Although these signals arrive within seconds, the generation unit also needs time to react. In the case of a large power plant at full load, this reaction timecan be several quarters of an hour, wind power plants have to feather their blades and stop rotating, flywheels in CHPs and turbines have to run out. In addition, there are also requirements arising from the peculiarities of the network topology. Under- and oversupply never occur evenly throughout the entire power grid. Radical shutdowns of regional power supply units are impossible due to the security of supply. "Better a few hours of negative prices than a blackout in the Ruhr area" works as a rule of thumb.

However, negative electricity prices are not an expression of market failure. In contrary, they are an expression of a working electricity market: Though they are annoying for the plant operators, power traders view them more neutrally. This is because the price is merely the signal of the relationship between supply and demand. Negative prices are no immediate signal for hectic action: In a working market system, the electricity producer consciously decides whether to produce at a negative price or not. However, negative electricity prices are noteworthy if they occur at unusual times – which brings us to the spring of 2020 with high supply and low demand due to the effects of the COVID-19 pandemic.

Do Electricity Prices Work as Fever Curve of Societies?

In the spring of 2020, almost the entire world is on an unprecedented economic and social emergency stop. From around March, the economic and social public life in most countries of the world came to an almost complete standstill. For example, Germany locked down at home and while internet connections for video streaming were running hot, the power consumption of production lines, data centers, restaurant stoves, offices, and countless other large and small consumers dropped to zero.
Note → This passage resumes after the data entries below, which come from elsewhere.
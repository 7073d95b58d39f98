//! Client configuration: credentials, target environment, and limiter settings.
//!
//! Configuration is plain data. Build it with [`ClientConfig::new`] and the `with_*` setters, or
//! load it from `PATHAO_*` environment variables (and an optional `.env` file) with
//! [`ClientConfig::from_env`].

// std
use std::env;
// self
use crate::{_prelude::*, auth::TokenSecret, error::ConfigError, http::DEFAULT_TIMEOUT};

/// Sandbox API host.
pub const SANDBOX_BASE_URL: &str = "https://courier-api-sandbox.pathao.com";
/// Production API host.
pub const PRODUCTION_BASE_URL: &str = "https://api-hermes.pathao.com";
/// Default cache key prefix shared by the token cache and rate-limit counters.
pub const DEFAULT_CACHE_PREFIX: &str = "pathao_courier_";
/// Token lifetime assumed when the token endpoint omits `expires_in` (five days).
///
/// This mirrors the lifetime the API has historically issued; it is not documented upstream.
pub const DEFAULT_TOKEN_TTL: i64 = 432_000;
/// Default per-endpoint ceiling.
pub const DEFAULT_REQUESTS_PER_MINUTE: u32 = 60;

/// `true` selects the sandbox host.
pub const ENV_SANDBOX: &str = "PATHAO_SANDBOX";
/// OAuth client identifier.
pub const ENV_CLIENT_ID: &str = "PATHAO_CLIENT_ID";
/// OAuth client secret.
pub const ENV_CLIENT_SECRET: &str = "PATHAO_CLIENT_SECRET";
/// Merchant login.
pub const ENV_USERNAME: &str = "PATHAO_USERNAME";
/// Merchant password.
pub const ENV_PASSWORD: &str = "PATHAO_PASSWORD";
/// Default merchant store id.
pub const ENV_STORE_ID: &str = "PATHAO_STORE_ID";
/// Base URL override.
pub const ENV_BASE_URL: &str = "PATHAO_BASE_URL";
/// Enables or disables rate limiting.
pub const ENV_RATE_LIMIT_ENABLED: &str = "PATHAO_RATE_LIMIT_ENABLED";
/// Per-endpoint, per-minute request ceiling.
pub const ENV_RATE_LIMIT_PER_MINUTE: &str = "PATHAO_RATE_LIMIT_PER_MINUTE";
/// Fallback token lifetime in seconds.
pub const ENV_TOKEN_TTL: &str = "PATHAO_TOKEN_TTL";

/// Merchant credentials used for every grant. `Debug` output redacts the secrets.
#[derive(Clone, Debug, PartialEq, Eq)]
pub struct Credentials {
	/// OAuth client identifier.
	pub client_id: String,
	/// OAuth client secret.
	pub client_secret: TokenSecret,
	/// Merchant login, usually an email address.
	pub username: String,
	/// Merchant password.
	pub password: TokenSecret,
}
impl Credentials {
	/// Bundles the four credential values.
	pub fn new(
		client_id: impl Into<String>,
		client_secret: impl Into<String>,
		username: impl Into<String>,
		password: impl Into<String>,
	) -> Self {
		Self {
			client_id: client_id.into(),
			client_secret: TokenSecret::new(client_secret),
			username: username.into(),
			password: TokenSecret::new(password),
		}
	}
}

/// API host selection.
#[derive(Clone, Copy, Debug, Default, PartialEq, Eq, Hash)]
pub enum Environment {
	/// Sandbox host for integration testing.
	Sandbox,
	/// Live host.
	#[default]
	Production,
}
impl Environment {
	/// Maps the `sandbox` flag onto an environment.
	pub const fn from_sandbox_flag(sandbox: bool) -> Self {
		if sandbox { Self::Sandbox } else { Self::Production }
	}

	/// Base URL of the environment's host.
	pub const fn base_url(self) -> &'static str {
		match self {
			Self::Sandbox => SANDBOX_BASE_URL,
			Self::Production => PRODUCTION_BASE_URL,
		}
	}
}

/// Fixed-window limiter settings.
#[derive(Clone, Copy, Debug, PartialEq, Eq, Hash)]
pub struct RateLimitConfig {
	/// When `false`, requests are never counted or rejected.
	pub enabled: bool,
	/// Ceiling per endpoint per calendar minute.
	pub requests_per_minute: u32,
}
impl Default for RateLimitConfig {
	fn default() -> Self {
		Self { enabled: true, requests_per_minute: DEFAULT_REQUESTS_PER_MINUTE }
	}
}

/// Complete configuration for one courier client.
#[derive(Clone, Debug)]
pub struct ClientConfig {
	/// Merchant credentials.
	pub credentials: Credentials,
	/// Target environment.
	pub environment: Environment,
	/// Overrides the environment's host (proxies, mock servers).
	pub base_url: Option<Url>,
	/// Store used by price calculations when the query omits one.
	pub store_id: Option<u64>,
	/// Prefix for every cache key written by the client.
	pub cache_prefix: String,
	/// Token lifetime in seconds assumed when the token endpoint omits `expires_in`.
	pub token_ttl: i64,
	/// Rate limiter settings.
	pub rate_limit: RateLimitConfig,
	/// Timeout for the built-in HTTP transport.
	pub timeout: Duration,
}
impl ClientConfig {
	/// Creates a configuration with default limits for `environment`.
	pub fn new(credentials: Credentials, environment: Environment) -> Self {
		Self {
			credentials,
			environment,
			base_url: None,
			store_id: None,
			cache_prefix: DEFAULT_CACHE_PREFIX.into(),
			token_ttl: DEFAULT_TOKEN_TTL,
			rate_limit: RateLimitConfig::default(),
			timeout: DEFAULT_TIMEOUT,
		}
	}

	/// Loads a `.env` file when present, then reads the `PATHAO_*` environment variables.
	pub fn from_env() -> Result<Self, ConfigError> {
		// A missing .env file is normal in deployed environments.
		let _ = dotenv::dotenv();

		Self::from_lookup(|name| env::var(name).ok())
	}

	/// Builds a configuration from an arbitrary variable source.
	///
	/// Credentials are required; every other variable falls back to its default when unset or
	/// empty.
	pub fn from_lookup<F>(lookup: F) -> Result<Self, ConfigError>
	where
		F: Fn(&str) -> Option<String>,
	{
		let get = |name: &'static str| {
			lookup(name).map(|value| value.trim().to_owned()).filter(|value| !value.is_empty())
		};
		let required = |name: &'static str| get(name).ok_or(ConfigError::MissingVariable { name });
		let credentials = Credentials::new(
			required(ENV_CLIENT_ID)?,
			required(ENV_CLIENT_SECRET)?,
			required(ENV_USERNAME)?,
			required(ENV_PASSWORD)?,
		);
		let sandbox = get(ENV_SANDBOX).map(|v| parse_flag(ENV_SANDBOX, v)).transpose()?;
		let mut config =
			Self::new(credentials, Environment::from_sandbox_flag(sandbox.unwrap_or(false)));

		if let Some(value) = get(ENV_BASE_URL) {
			config.base_url = Some(
				Url::parse(&value)
					.map_err(|_| ConfigError::InvalidVariable { name: ENV_BASE_URL, value })?,
			);
		}
		if let Some(value) = get(ENV_STORE_ID) {
			config.store_id = Some(parse_number(ENV_STORE_ID, value)?);
		}
		if let Some(value) = get(ENV_RATE_LIMIT_ENABLED) {
			config.rate_limit.enabled = parse_flag(ENV_RATE_LIMIT_ENABLED, value)?;
		}
		if let Some(value) = get(ENV_RATE_LIMIT_PER_MINUTE) {
			let limit: u32 = parse_number(ENV_RATE_LIMIT_PER_MINUTE, value.clone())?;

			if limit == 0 {
				return Err(ConfigError::InvalidVariable { name: ENV_RATE_LIMIT_PER_MINUTE, value });
			}

			config.rate_limit.requests_per_minute = limit;
		}
		if let Some(value) = get(ENV_TOKEN_TTL) {
			let ttl: i64 = parse_number(ENV_TOKEN_TTL, value.clone())?;

			if ttl <= 0 {
				return Err(ConfigError::InvalidVariable { name: ENV_TOKEN_TTL, value });
			}

			config.token_ttl = ttl;
		}

		Ok(config)
	}

	/// Overrides the API host.
	pub fn with_base_url(mut self, base_url: Url) -> Self {
		self.base_url = Some(base_url);

		self
	}

	/// Sets the default store used by price calculations.
	pub fn with_store_id(mut self, store_id: u64) -> Self {
		self.store_id = Some(store_id);

		self
	}

	/// Replaces the limiter settings.
	pub fn with_rate_limit(mut self, rate_limit: RateLimitConfig) -> Self {
		self.rate_limit = rate_limit;

		self
	}

	/// Overrides the fallback token lifetime (seconds).
	pub fn with_token_ttl(mut self, seconds: i64) -> Self {
		self.token_ttl = seconds;

		self
	}

	/// Overrides the cache key prefix.
	pub fn with_cache_prefix(mut self, prefix: impl Into<String>) -> Self {
		self.cache_prefix = prefix.into();

		self
	}

	/// Overrides the built-in transport's request timeout.
	pub fn with_timeout(mut self, timeout: Duration) -> Self {
		self.timeout = timeout;

		self
	}

	/// Effective API host: the override when set, otherwise the environment's host.
	pub fn base_url(&self) -> Result<Url, ConfigError> {
		match &self.base_url {
			Some(url) => Ok(url.clone()),
			None => Ok(Url::parse(self.environment.base_url())?),
		}
	}
}

fn parse_flag(name: &'static str, value: String) -> Result<bool, ConfigError> {
	match value.to_ascii_lowercase().as_str() {
		"1" | "true" | "yes" | "on" => Ok(true),
		"0" | "false" | "no" | "off" => Ok(false),
		_ => Err(ConfigError::InvalidVariable { name, value }),
	}
}

fn parse_number<T>(name: &'static str, value: String) -> Result<T, ConfigError>
where
	T: FromStr,
{
	value.parse().map_err(|_| ConfigError::InvalidVariable { name, value })
}

#[cfg(test)]
mod tests {
	// self
	use super::*;

	fn lookup(pairs: &[(&str, &str)]) -> impl Fn(&str) -> Option<String> {
		let map = pairs
			.iter()
			.map(|(k, v)| ((*k).to_owned(), (*v).to_owned()))
			.collect::<HashMap<_, _>>();

		move |name| map.get(name).cloned()
	}

	const CREDENTIALS: [(&str, &str); 4] = [
		(ENV_CLIENT_ID, "id"),
		(ENV_CLIENT_SECRET, "secret"),
		(ENV_USERNAME, "merchant@example.com"),
		(ENV_PASSWORD, "hunter2"),
	];

	#[test]
	fn defaults_apply_when_only_credentials_are_set() {
		let config = ClientConfig::from_lookup(lookup(&CREDENTIALS))
			.expect("Credentials alone should produce a config.");

		assert_eq!(config.environment, Environment::Production);
		assert_eq!(config.store_id, None);
		assert_eq!(config.cache_prefix, DEFAULT_CACHE_PREFIX);
		assert_eq!(config.token_ttl, DEFAULT_TOKEN_TTL);
		assert_eq!(config.rate_limit, RateLimitConfig::default());
		assert_eq!(config.timeout, Duration::seconds(30));
		assert_eq!(
			config.base_url().expect("Production URL should parse.").as_str(),
			"https://api-hermes.pathao.com/"
		);
	}

	#[test]
	fn optional_variables_are_parsed() {
		let mut pairs = CREDENTIALS.to_vec();

		pairs.extend([
			(ENV_SANDBOX, "true"),
			(ENV_STORE_ID, "149"),
			(ENV_RATE_LIMIT_ENABLED, "0"),
			(ENV_RATE_LIMIT_PER_MINUTE, "30"),
			(ENV_TOKEN_TTL, "3600"),
		]);

		let config = ClientConfig::from_lookup(lookup(&pairs)).expect("Config should parse.");

		assert_eq!(config.environment, Environment::Sandbox);
		assert_eq!(config.store_id, Some(149));
		assert_eq!(config.rate_limit, RateLimitConfig { enabled: false, requests_per_minute: 30 });
		assert_eq!(config.token_ttl, 3_600);
		assert_eq!(
			config.base_url().expect("Sandbox URL should parse.").as_str(),
			"https://courier-api-sandbox.pathao.com/"
		);
	}

	#[test]
	fn missing_and_invalid_variables_are_reported() {
		let err = ClientConfig::from_lookup(lookup(&CREDENTIALS[..3]))
			.expect_err("A missing password must fail.");

		assert!(matches!(err, ConfigError::MissingVariable { name: ENV_PASSWORD }));

		let mut pairs = CREDENTIALS.to_vec();

		pairs.push((ENV_STORE_ID, "main"));

		let err = ClientConfig::from_lookup(lookup(&pairs)).expect_err("A non-numeric store id must fail.");

		assert!(matches!(err, ConfigError::InvalidVariable { name: ENV_STORE_ID, .. }));
	}

	#[test]
	fn credentials_debug_redacts_secrets() {
		let rendered = format!("{:?}", Credentials::new("id", "secret", "user", "hunter2"));

		assert!(rendered.contains("id"));
		assert!(!rendered.contains("secret\""));
		assert!(!rendered.contains("hunter2"));
	}
}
Meanwhile, the power generation plants continued to produce electricity as if nothing had happened. Largely automated or even operating autonomously, as many renewable plants do, they were in no need for human interventions. To maintain security of supply, the TSOs sent out remote orders to shut down power plants in a controlled manner but in an unprecedented quantity. However, these system-induced delays do not yet fully explain the negative electricity prices in April 2020.

Very Stable April Weather Drives Production Up and Prices Down

The weather around Easter was particularly fertile for renewable energy production in central Europe: very sunny, very windy, not a cloud in the sky - for weeks, Germany experienced an extremely sunny and dry April, of course mainly seen through the living room window for the public.

An unusual amount of electricity from wind and sun thus pushed many additional megawatts of electricity into the energy market, hitting very small power demand. On April 21, renewable sources met Germany’s electricity demand almost completely. However, the chart also shows that the actual electricity production in Germany overshot the demand with several hundred thousand megawatt hours.

Conclusion: No Fever - but Further Observation

Can we look at the electricity prices or the oil price as society’s fever curve? On a closer look, as we have taken in our article, the answer is more complicated than it would seem at first sight – quite a pity for economists, politicians, and journalists. However, the electricity price is based on so many different factors that a monocausal view (consumption is gone, prices conclusively go down) cannot provide a complete explanation.

In addition, both for the electricity and oil price, various taxes and charges on the kilowatt-hour or the liter cause a long delay for significant changes on electricity and fuel bills. Even in 2020, energy, regardless of its offspring, will not be free and remains precious. As a medium-term forecast, it is quite possible that the upcoming economic dry spell, which is very likely after the global shutdown, will keep energy prices from rising.

Apart from negative electricity prices, however, the corona crisis has not had any serious negative impact on the electricity market or the electricity system as a whole. The electricity system, not only in Europe, has so far proven resilient against the consequences of a global pandemic. This is not least due to the extraordinary efforts of transmission system operators and distribution system operators to ensure security of supply. Similarly, establishing and enforcing guidelines to ensure the reliable functioning of critical infrastructure have made a significant contribution to the current situation. If the price for this is only a few negative hours of electricity prices, we can survive this crisis quite well – at least from the perspective of the energy market.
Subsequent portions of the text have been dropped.